Hefner was the founder of Playboy magazine, launched amid the conservatism of the 1950s, when marriage and domesticity conferred social status. Hefner pitched an alternative standard — swinging singlehood — which portrayed the desire for sex as normal as craving apple pie. He redefined status for a generation of men, replacing lawn mowers and fishing gear with new symbols: martini glasses, a cashmere sweater and a voluptuous girlfriend, the necessary components of a new lifestyle that melded sex and materialism.
Thus, in Playboy magazine, the upwardly mobile man could ogle pictures of naked women called Playmates, chosen personally by Hefner for their large busts and girl-next-door wholesomeness. Surrounding the titillating visuals were interviews with luminaries from Albert Schweitzer to Malcolm X; short stories by such leading writers as Ernest Hemingway and John Updike; and advice columns on such matters as how to prepare the perfect vodka gimlet or appreciate jazz — all of which lent credence to many men’s claims that they bought the magazine for the articles.
This combination of flesh and intellectuality made Playboy the world’s best-selling men’s magazine and Hefner a millionaire many times over. The venture gave him a pulpit from which to preach the virtues of a postwar revolution in morality and propelled sex into the American mainstream.
“Hefner was the first publisher to see that the sky would not fall and mothers would not march if he published bare bosoms; he realized that the old taboos were going,” Time magazine said in a 1967 cover story. “He took the oldfashioned, shamethumbed girlie magazines, stripped off the plain wrapper, added gloss, class and culture. It proved to be a sure-fire formula.”
The magazine reflected Hefner himself — or at least the invention that became known the world over as Hefner, or simply Hef. He was the personification of the Playboy ideal, the pajama-loving lord of the grandest bachelor pad on Earth.

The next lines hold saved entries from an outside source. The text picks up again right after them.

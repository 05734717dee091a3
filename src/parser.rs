use std::mem;

use crate::{
    ast::{
        Argument, ArraySize, AssignmentOperator, BinaryOperator, Block, Expr, ExprKind,
        ForKind, FunctionDeclaration, Ident, IntegerLiteral, Parameter, Program, Radix, Stmt,
        StmtKind, TypeExpr, TypeExprKind, UnaryOperator, UpdateOperator,
    },
    error::{Error, Result},
    lexer::Lexer,
    token::{Span, Token, TokenKind},
    types::PointerKind,
};

/// Context-sensitive parsing restrictions, carried as a bitset.
pub mod restrictions {
    pub const NONE: u8 = 0;

    /// Set in statement position: a primary that carries its own braces
    /// (block, if) terminates the precedence climb instead of binding to a
    /// following binary operator, so `if (c) { .. } -x;` cannot silently
    /// parse as a subtraction.
    pub const NO_EXPRESSIONS_WITH_BLOCKS: u8 = 1 << 0;
}

#[derive(Copy, Clone, PartialEq, Eq)]
enum Associativity {
    Left,
    Right,
}

/// Binding strength of prefix operators; postfix call/index/update bind
/// tighter, every secondary operator binds looser.
const PREFIX_PRECEDENCE: u8 = 13;

/// Parses a whole compilation unit.
pub fn parse_program(src: &str) -> Result<Program<'_>> {
    Parser::new(src)?.parse_program()
}

/// Parses a single expression spanning the whole input. Test convenience.
pub fn parse_expression(src: &str) -> Result<Expr<'_>> {
    let mut parser = Parser::new(src)?;
    let expr = parser.parse_expression()?;
    parser.consume(TokenKind::Eof)?;
    Ok(expr)
}

/// The Mica parser: recursive descent for statements and declarations,
/// precedence climbing for expressions, one token of lookahead over the
/// streaming lexer.
pub struct Parser<'src> {
    lexer: Lexer<'src>,
    current: Token<'src>,
    restrictions: u8,
}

By the 1970s, the magazine had more than 7 million readers and had inspired such raunchier imitations as Penthouse and Hustler. Competition and the internet reduced circulation to less than 3 million by the 21st century. In 2015, Playboy ceased publishing images of naked women, citing the proliferation of nudity on the internet.
“If you don’t swing, don’t ring,” read a brass doorplate at the original Playboy Mansion in Chicago, a 48room abode where Hefner reveled with Playmates. Later, he moved the party to a six-acre compound above Beverly Hills, Calif.
He shared the fantasy not only through the magazine but through a string of Playboy Clubs, where anyone able to pay a modest membership fee could be served food and drinks by “Bunnies” — well-endowed women costumed in rabbit ears and puffy tails.
In addition to his son and daughter from his first marriage, Hefner is survived by two sons from his second marriage.